The Harris-Ingram Experiment eBook

This eBook from the Gutenberg Project consists of approximately 281 pages of information about The Harris-Ingram Experiment.

The item mentioned the death of Raphael Ricci, ex-consul, and the senator’s object in writing was to inquire further as to the facts.  Did he leave a competency?  If not, would the family receive such assistance as would enable the daughter, if Rosie Ricci was her daughter, to obtain a further musical education?

The senator’s letter dropped from the mother’s hands; she was overcome with the good news.  Rosie picked it up saying, “Mother dear, what is the matter?  What terrible news does it contain?”

“Not bad news, child! possibly good news; a letter from a stranger who offers aid in our distress, a letter from one holding a high position.  I wonder what it all means?  Has the senator been prompted by the spirit of your anxious father, or is there evil in the communication?”

“Tell me, mother, tell me all about it!” But before the mother could speak, Rosie was reading the letter aloud.  She threw up her hands in delight and flew into her mother’s arms.  “How good the Lord is to us!” Rosie exclaimed.  She had been eager for a musical education and to win fame on the stage.

In June, by appointment, Mrs. Ricci and daughter met the Senator at the Fifth Avenue Hotel.  It was arranged that Rosie should have the best musical education obtainable in Boston, and further that the senator should pay her expenses in Boston and New York, and that the mother’s rent should be included in his liberality.  At times, the mother questioned the senator’s motives, but he always seemed so kind and fatherly that she spurned the thought as coming from the Evil One.

The senator as he left, put several bills in Mrs. Ricci’s hand, saying, “You and Rosie will find need of them for clothes for the daughter and for other expenses.”

Never was a girl happier than Rosie the morning she and her mother left the Grand Central Depot for New England.  Rarely, if ever, did a girl work harder than Rosie at her studies.  Her soul often had burned with ambition for fame and for money so that she could assist her mother.  The way was now open and success was possible.  At the sunset hour she often walked with a friend among the historic elms on Boston Common and in the beautiful flower gardens.

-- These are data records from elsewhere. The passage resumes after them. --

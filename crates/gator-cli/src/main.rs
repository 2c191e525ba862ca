//! CLI frontend for the GATOR combat resolution engine.

mod commands;

use std::path::PathBuf;
use std::process;

use clap::{Parser, Subcommand};
use tracing_subscriber::EnvFilter;

use commands::args::{ClusterArgs, ContextArgs, parse_facing};
use gator_mechanics::Facing;

#[derive(Parser)]
#[command(
    name = "gator",
    about = "G.A.T.O.R. — target numbers and hit resolution for tabletop mech combat",
    version,
    propagate_version = true
)]
struct Cli {
    /// RNG seed for reproducible rolls
    #[arg(long, global = true)]
    seed: Option<u64>,

    /// Engine config file (JSON)
    #[arg(long, global = true)]
    config: Option<PathBuf>,

    /// Print results as JSON
    #[arg(long, global = true)]
    json: bool,

    /// Log engine decisions to stderr
    #[arg(short, long, global = true)]
    verbose: bool,

    #[command(subcommand)]
    command: Commands,
}

#[derive(Subcommand)]
enum Commands {
    /// Compute the target number for an attack
    Tn {
        #[command(flatten)]
        context: ContextArgs,
    },

    /// Compute the target number and roll to hit
    Attack {
        #[command(flatten)]
        context: ContextArgs,

        /// On a hit, roll location from this arc (front, rear)
        #[arg(short, long, value_parser = parse_facing)]
        facing: Option<Facing>,

        /// On a hit, also roll a critical check
        #[arg(long)]
        crit: bool,
    },

    /// Roll a hit location
    Location {
        /// Attack arc (front, rear)
        #[arg(short, long, default_value = "front", value_parser = parse_facing)]
        facing: Facing,
    },

    /// Roll a critical check
    Crit,

    /// Roll cluster hits for a missile launcher
    Cluster {
        #[command(flatten)]
        cluster: ClusterArgs,
    },

    /// Roll a dice expression such as 2d6+1
    Roll {
        /// Dice expression
        #[arg(default_value = "2d6")]
        expr: String,
    },
}

fn init_logging(verbose: bool) {
    let filter = if verbose {
        EnvFilter::new("gator_mechanics=debug,gator=debug")
    } else {
        EnvFilter::try_from_default_env().unwrap_or_else(|_| EnvFilter::new("warn"))
    };
    tracing_subscriber::fmt()
        .with_env_filter(filter)
        .with_writer(std::io::stderr)
        .with_target(false)
        .init();
}

fn main() {
    let cli = Cli::parse();
    init_logging(cli.verbose);

    let result = commands::Session::new(cli.seed, cli.config.as_deref(), cli.json).and_then(
        |mut session| match cli.command {
            Commands::Tn { context } => commands::tn::run(&session, &context),
            Commands::Attack {
                context,
                facing,
                crit,
            } => commands::attack::run(&mut session, &context, facing, crit),
            Commands::Location { facing } => commands::location::run(&mut session, facing),
            Commands::Crit => commands::crit::run(&mut session),
            Commands::Cluster { cluster } => commands::cluster::run(&mut session, &cluster),
            Commands::Roll { expr } => commands::roll::run(&mut session, &expr),
        },
    );

    if let Err(e) = result {
        eprintln!("error: {e}");
        process::exit(1);
    }
}
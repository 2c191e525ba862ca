//! Free-form dice expressions such as `2d6`, `d20` or `3d6+2`.

use std::str::FromStr;

use serde::{Deserialize, Serialize};

use super::DiceSource;
use crate::error::{MechError, MechResult};

/// Largest number of dice a single expression may roll.
pub const MAX_DICE: u32 = 100;

/// Largest die size an expression may name.
pub const MAX_SIDES: u32 = 1000;

/// A parsed `NdS±M` expression.
#[derive(Debug, Clone, Copy, PartialEq, Eq, Serialize, Deserialize)]
pub struct DiceExpr {
    /// Number of dice rolled.
    pub count: u32,
    /// Faces per die.
    pub sides: u32,
    /// Flat modifier added to the sum.
    pub modifier: i32,
}

impl DiceExpr {
    /// The canonical to-hit roll.
    pub const TWO_D6: Self = Self {
        count: 2,
        sides: 6,
        modifier: 0,
    };

    /// Build an expression, validating counts and sides.
    pub fn new(count: u32, sides: u32, modifier: i32) -> MechResult<Self> {
        if !(1..=MAX_DICE).contains(&count) {
            return Err(MechError::OutOfRange {
                field: "dice count",
                value: i64::from(count),
                min: 1,
                max: i64::from(MAX_DICE),
            });
        }
        if !(2..=MAX_SIDES).contains(&sides) {
            return Err(MechError::OutOfRange {
                field: "die sides",
                value: i64::from(sides),
                min: 2,
                max: i64::from(MAX_SIDES),
            });
        }
        Ok(Self {
            count,
            sides,
            modifier,
        })
    }

    /// Roll the expression.
    pub fn roll<D: DiceSource + ?Sized>(&self, dice: &mut D) -> ExprRoll {
        let faces: Vec<u32> = (0..self.count).map(|_| dice.roll_die(self.sides)).collect();
        let total = faces.iter().map(|&f| i64::from(f)).sum::<i64>() + i64::from(self.modifier);
        ExprRoll {
            expr: *self,
            dice: faces,
            total,
        }
    }
}

impl FromStr for DiceExpr {
    type Err = MechError;

    fn from_str(s: &str) -> Result<Self, Self::Err> {
        let compact: String = s
            .chars()
            .filter(|c| !c.is_whitespace())
            .collect::<String>()
            .to_lowercase();
        let invalid = || MechError::InvalidDiceExpression(s.trim().to_string());

        let (count_str, rest) = compact.split_once('d').ok_or_else(invalid)?;
        let count = if count_str.is_empty() {
            1
        } else {
            count_str.parse::<u32>().map_err(|_| invalid())?
        };

        let (sides_str, modifier) = match rest.find(['+', '-']) {
            Some(idx) => {
                let (sides, modifier) = rest.split_at(idx);
                let modifier = modifier.parse::<i32>().map_err(|_| invalid())?;
                (sides, modifier)
            }
            None => (rest, 0),
        };
        let sides = sides_str.parse::<u32>().map_err(|_| invalid())?;

        Self::new(count, sides, modifier)
    }
}

impl std::fmt::Display for DiceExpr {
    fn fmt(&self, f: &mut std::fmt::Formatter<'_>) -> std::fmt::Result {
        write!(f, "{}d{}", self.count, self.sides)?;
        match self.modifier {
            0 => Ok(()),
            m if m > 0 => write!(f, "+{m}"),
            m => write!(f, "{m}"),
        }
    }
}

/// The result of rolling a [`DiceExpr`].
#[derive(Debug, Clone, PartialEq, Eq, Serialize, Deserialize)]
pub struct ExprRoll {
    /// The expression that was rolled.
    pub expr: DiceExpr,
    /// Individual faces, in draw order.
    pub dice: Vec<u32>,
    /// Sum of the faces plus the modifier.
    pub total: i64,
}

impl std::fmt::Display for ExprRoll {
    fn fmt(&self, f: &mut std::fmt::Formatter<'_>) -> std::fmt::Result {
        let faces: Vec<String> = self.dice.iter().map(u32::to_string).collect();
        write!(f, "{} [{}]", self.expr, faces.join(", "))?;
        match self.expr.modifier {
            0 => {}
            m if m > 0 => write!(f, " + {m}")?,
            m => write!(f, " - {}", m.unsigned_abs())?,
        }
        write!(f, " = {}", self.total)
    }
}

#[cfg(test)]
mod tests {
    use super::*;
    use crate::dice::ScriptedDice;

    #[test]
    fn parse_plain() {
        let expr: DiceExpr = "2d6".parse().unwrap();
        assert_eq!(expr, DiceExpr::TWO_D6);
    }

    #[test]
    fn parse_implicit_count_and_case() {
        let expr: DiceExpr = "D20".parse().unwrap();
        assert_eq!(expr, DiceExpr::new(1, 20, 0).unwrap());
    }

    #[test]
    fn parse_modifiers() {
        assert_eq!("3d6+2".parse::<DiceExpr>().unwrap().modifier, 2);
        assert_eq!("2d6 - 1".parse::<DiceExpr>().unwrap().modifier, -1);
    }

    #[test]
    fn parse_rejects_garbage() {
        assert!(matches!(
            "fireball".parse::<DiceExpr>(),
            Err(MechError::InvalidDiceExpression(_))
        ));
        assert!("2d".parse::<DiceExpr>().is_err());
        assert!("2d6+".parse::<DiceExpr>().is_err());
        assert!("xd6".parse::<DiceExpr>().is_err());
    }

    #[test]
    fn parse_rejects_out_of_range() {
        assert!(matches!(
            "0d6".parse::<DiceExpr>(),
            Err(MechError::OutOfRange { field: "dice count", .. })
        ));
        assert!(matches!(
            "2d1".parse::<DiceExpr>(),
            Err(MechError::OutOfRange { field: "die sides", .. })
        ));
    }

    #[test]
    fn display_round_trips_modifier_sign() {
        assert_eq!(DiceExpr::new(2, 6, 0).unwrap().to_string(), "2d6");
        assert_eq!(DiceExpr::new(3, 6, 2).unwrap().to_string(), "3d6+2");
        assert_eq!(DiceExpr::new(1, 20, -3).unwrap().to_string(), "1d20-3");
    }

    #[test]
    fn roll_sums_faces_and_modifier() {
        let mut dice = ScriptedDice::new([4, 5, 6]);
        let roll = DiceExpr::new(3, 6, -2).unwrap().roll(&mut dice);
        assert_eq!(roll.dice, vec![4, 5, 6]);
        assert_eq!(roll.total, 13);
        assert_eq!(roll.to_string(), "3d6-2 [4, 5, 6] - 2 = 13");
    }
}
//! GATOR modifier aggregation.
//!
//! An [`AttackContext`] carries the situational facts of one shot:
//! **G**unnery, **A**ttacker movement, **T**arget movement, **O**ther
//! (terrain and situational) and **R**ange. [`compute_target_number`]
//! folds them into a single [`TargetNumber`].
//!
//! Every field is an enum or a validated newtype, so a context that
//! exists is always legal and aggregation cannot fail.

pub mod target;
pub mod terrain;

pub use target::{Breakdown, MIN_TARGET_NUMBER, TargetNumber, Tier, TierThresholds};
pub use terrain::{HeatPenalty, OtherTerrain, SecondaryTarget, TerrainModifiers, Woods};

use serde::{Deserialize, Serialize};

use crate::error::{MechError, MechResult};

/// Target movement modifier by band index. An identity mapping.
const TARGET_BAND_MODIFIERS: [i32; 7] = [0, 1, 2, 3, 4, 5, 6];

/// Bonus when the target jumped this turn.
const TARGET_JUMPED_BONUS: i32 = 1;

/// Pilot gunnery skill, 1 (elite) to 6 (green).
#[derive(Debug, Clone, Copy, PartialEq, Eq, Hash, PartialOrd, Ord, Serialize, Deserialize)]
#[serde(try_from = "u8", into = "u8")]
pub struct Gunnery(u8);

impl Gunnery {
    /// Best possible skill.
    pub const MIN: u8 = 1;
    /// Worst possible skill.
    pub const MAX: u8 = 6;

    /// Validate a gunnery skill.
    pub fn new(skill: u8) -> MechResult<Self> {
        if (Self::MIN..=Self::MAX).contains(&skill) {
            Ok(Self(skill))
        } else {
            Err(MechError::OutOfRange {
                field: "gunnery",
                value: i64::from(skill),
                min: i64::from(Self::MIN),
                max: i64::from(Self::MAX),
            })
        }
    }

    /// The skill value, which is also its modifier.
    pub fn value(self) -> u8 {
        self.0
    }
}

impl Default for Gunnery {
    fn default() -> Self {
        Self(4)
    }
}

impl TryFrom<u8> for Gunnery {
    type Error = MechError;

    fn try_from(skill: u8) -> MechResult<Self> {
        Self::new(skill)
    }
}

impl From<Gunnery> for u8 {
    fn from(gunnery: Gunnery) -> Self {
        gunnery.0
    }
}

/// How the attacker moved this turn.
#[derive(Debug, Clone, Copy, PartialEq, Eq, Hash, Default, Serialize, Deserialize)]
#[serde(rename_all = "snake_case")]
pub enum AttackerMovement {
    /// Did not move (+0).
    #[default]
    Stationary,
    /// Walked (+1).
    Walked,
    /// Ran (+2).
    Ran,
    /// Jumped (+3).
    Jumped,
    /// Firing while prone (+2).
    Prone,
}

impl AttackerMovement {
    /// To-hit modifier, never negative.
    pub fn modifier(self) -> i32 {
        match self {
            Self::Stationary => 0,
            Self::Walked => 1,
            Self::Ran | Self::Prone => 2,
            Self::Jumped => 3,
        }
    }

    /// Parse from user input.
    pub fn parse(s: &str) -> Option<Self> {
        match s.trim().to_lowercase().as_str() {
            "stationary" | "none" | "stood" => Some(Self::Stationary),
            "walk" | "walked" => Some(Self::Walked),
            "run" | "ran" => Some(Self::Ran),
            "jump" | "jumped" => Some(Self::Jumped),
            "prone" => Some(Self::Prone),
            _ => None,
        }
    }
}

/// Target movement band, 0 to 6.
#[derive(Debug, Clone, Copy, PartialEq, Eq, Hash, Default, PartialOrd, Ord, Serialize, Deserialize)]
#[serde(try_from = "u8", into = "u8")]
pub struct TargetMovementBand(u8);

impl TargetMovementBand {
    /// Highest band.
    pub const MAX: u8 = 6;

    /// Validate a band index.
    pub fn new(band: u8) -> MechResult<Self> {
        if band <= Self::MAX {
            Ok(Self(band))
        } else {
            Err(MechError::OutOfRange {
                field: "target movement band",
                value: i64::from(band),
                min: 0,
                max: i64::from(Self::MAX),
            })
        }
    }

    /// The band index.
    pub fn value(self) -> u8 {
        self.0
    }

    /// To-hit modifier from the band table.
    pub fn modifier(self) -> i32 {
        TARGET_BAND_MODIFIERS[usize::from(self.0)]
    }
}

impl TryFrom<u8> for TargetMovementBand {
    type Error = MechError;

    fn try_from(band: u8) -> MechResult<Self> {
        Self::new(band)
    }
}

impl From<TargetMovementBand> for u8 {
    fn from(band: TargetMovementBand) -> Self {
        band.0
    }
}

/// Target posture. Anything but `Normal` replaces the movement term.
#[derive(Debug, Clone, Copy, PartialEq, Eq, Hash, Default, Serialize, Deserialize)]
#[serde(rename_all = "snake_case")]
pub enum Posture {
    /// Standing; movement band and jump apply.
    #[default]
    Normal,
    /// Prone, attacked from an adjacent hex (-2).
    ProneAdjacent,
    /// Prone, attacked from range (+1).
    Prone,
    /// Immobile (-4).
    Immobile,
}

impl Posture {
    /// The fixed term this posture substitutes for target movement.
    pub fn override_modifier(self) -> Option<i32> {
        match self {
            Self::Normal => None,
            Self::ProneAdjacent => Some(-2),
            Self::Prone => Some(1),
            Self::Immobile => Some(-4),
        }
    }

    /// Parse from user input.
    pub fn parse(s: &str) -> Option<Self> {
        match s.trim().to_lowercase().replace(['_', ' '], "-").as_str() {
            "normal" | "none" | "standing" => Some(Self::Normal),
            "prone-adjacent" | "padj" | "adjacent" => Some(Self::ProneAdjacent),
            "prone" => Some(Self::Prone),
            "immobile" | "imm" => Some(Self::Immobile),
            _ => None,
        }
    }
}

/// How far inside the weapon's minimum range the target is.
#[derive(Debug, Clone, Copy, PartialEq, Eq, Hash, Default, PartialOrd, Ord, Serialize, Deserialize)]
#[serde(rename_all = "snake_case")]
pub enum MinimumRange {
    /// At or beyond minimum range (+0).
    #[default]
    Equal,
    /// One bracket short (+2).
    OneShort,
    /// Two brackets short (+3).
    TwoShort,
    /// Three brackets short (+4).
    ThreeShort,
    /// Four brackets short (+5).
    FourShort,
    /// Five brackets short (+6).
    FiveShort,
}

impl MinimumRange {
    /// Most brackets short a weapon can be.
    pub const MAX_SHORT: u8 = 5;

    /// Build from the number of brackets short of minimum range.
    pub fn from_brackets_short(short: u8) -> MechResult<Self> {
        match short {
            0 => Ok(Self::Equal),
            1 => Ok(Self::OneShort),
            2 => Ok(Self::TwoShort),
            3 => Ok(Self::ThreeShort),
            4 => Ok(Self::FourShort),
            5 => Ok(Self::FiveShort),
            other => Err(MechError::OutOfRange {
                field: "brackets short of minimum range",
                value: i64::from(other),
                min: 0,
                max: i64::from(Self::MAX_SHORT),
            }),
        }
    }

    /// Number of brackets short.
    pub fn brackets_short(self) -> u8 {
        match self {
            Self::Equal => 0,
            Self::OneShort => 1,
            Self::TwoShort => 2,
            Self::ThreeShort => 3,
            Self::FourShort => 4,
            Self::FiveShort => 5,
        }
    }

    /// To-hit penalty: zero at minimum range, otherwise brackets short + 1.
    pub fn penalty(self) -> i32 {
        match self.brackets_short() {
            0 => 0,
            short => i32::from(short) + 1,
        }
    }

    /// Parse `eq`/`equal` or a bracket offset such as `-2` or `2`.
    pub fn parse(s: &str) -> Option<Self> {
        let s = s.trim().to_lowercase();
        if s == "eq" || s == "equal" {
            return Some(Self::Equal);
        }
        let digits = s.strip_prefix('-').unwrap_or(&s);
        if !digits.starts_with(|c: char| c.is_ascii_digit()) {
            return None;
        }
        let short = digits.parse::<u8>().ok()?;
        Self::from_brackets_short(short).ok()
    }
}

/// Range bracket to the target.
#[derive(Debug, Clone, Copy, PartialEq, Eq, Hash, Default, Serialize, Deserialize)]
#[serde(rename_all = "snake_case")]
pub enum RangeBracket {
    /// Short range (+0).
    #[default]
    Short,
    /// Medium range (+2).
    Medium,
    /// Long range (+4).
    Long,
}

impl RangeBracket {
    /// To-hit modifier.
    pub fn modifier(self) -> i32 {
        match self {
            Self::Short => 0,
            Self::Medium => 2,
            Self::Long => 4,
        }
    }

    /// Parse from user input.
    pub fn parse(s: &str) -> Option<Self> {
        match s.trim().to_lowercase().as_str() {
            "short" | "s" => Some(Self::Short),
            "medium" | "m" => Some(Self::Medium),
            "long" | "l" => Some(Self::Long),
            _ => None,
        }
    }
}

/// The situational facts of one attack.
#[derive(Debug, Clone, Copy, PartialEq, Eq, Hash, Default, Serialize, Deserialize)]
#[serde(default)]
pub struct AttackContext {
    /// Attacker gunnery skill.
    pub gunnery: Gunnery,
    /// Attacker movement this turn.
    pub attacker_movement: AttackerMovement,
    /// Target movement band.
    pub target_band: TargetMovementBand,
    /// Whether the target jumped.
    pub target_jumped: bool,
    /// Target posture.
    pub posture: Posture,
    /// Terrain and situational modifiers.
    pub terrain: TerrainModifiers,
    /// Minimum-range shortfall.
    pub minimum_range: MinimumRange,
    /// Range bracket.
    pub range: RangeBracket,
}

impl AttackContext {
    /// The target movement term after posture overrides.
    pub fn target_movement_term(&self) -> i32 {
        self.posture.override_modifier().unwrap_or_else(|| {
            let jumped = if self.target_jumped {
                TARGET_JUMPED_BONUS
            } else {
                0
            };
            self.target_band.modifier() + jumped
        })
    }

    /// Per-category contributions for this context.
    pub fn breakdown(&self) -> Breakdown {
        Breakdown {
            gunnery: i32::from(self.gunnery.value()),
            attacker: self.attacker_movement.modifier(),
            target: self.target_movement_term(),
            other: self.terrain.total(),
            minimum_range: self.minimum_range.penalty(),
            range: self.range.modifier(),
        }
    }
}

/// Compute the target number for a context using the default tiers.
pub fn compute_target_number(context: &AttackContext) -> TargetNumber {
    compute_target_number_with(context, &TierThresholds::default())
}
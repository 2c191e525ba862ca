use colored::Colorize;

use super::Session;

pub fn run(session: &mut Session) -> Result<(), String> {
    let check = session.engine.resolve_critical();
    if session.json() {
        return session.print_json(&check);
    }
    let line = check.to_string();
    let line = if check.critical_count == 0 {
        line.dimmed()
    } else {
        line.red().bold()
    };
    println!("  {line}");
    Ok(())
}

Often young men longed for her acquaintance, but they could never get the consent of her pretty eyes.  She was petite, her hair black, her eyes dark brown, her lips ruby-red, and her nose and chin finely chiselled.  She had a cameo-like face and complexion of olive tint that told of the land of vines and figs in sunny Italy.  Her step was elastic, her manner vivacious and confiding.  Her dress was always tidy and stylish.  Usually she carried a roll of music in one hand as she left the conservatory, and lovely flowers in the other that had been expressed either by the senator or Leo.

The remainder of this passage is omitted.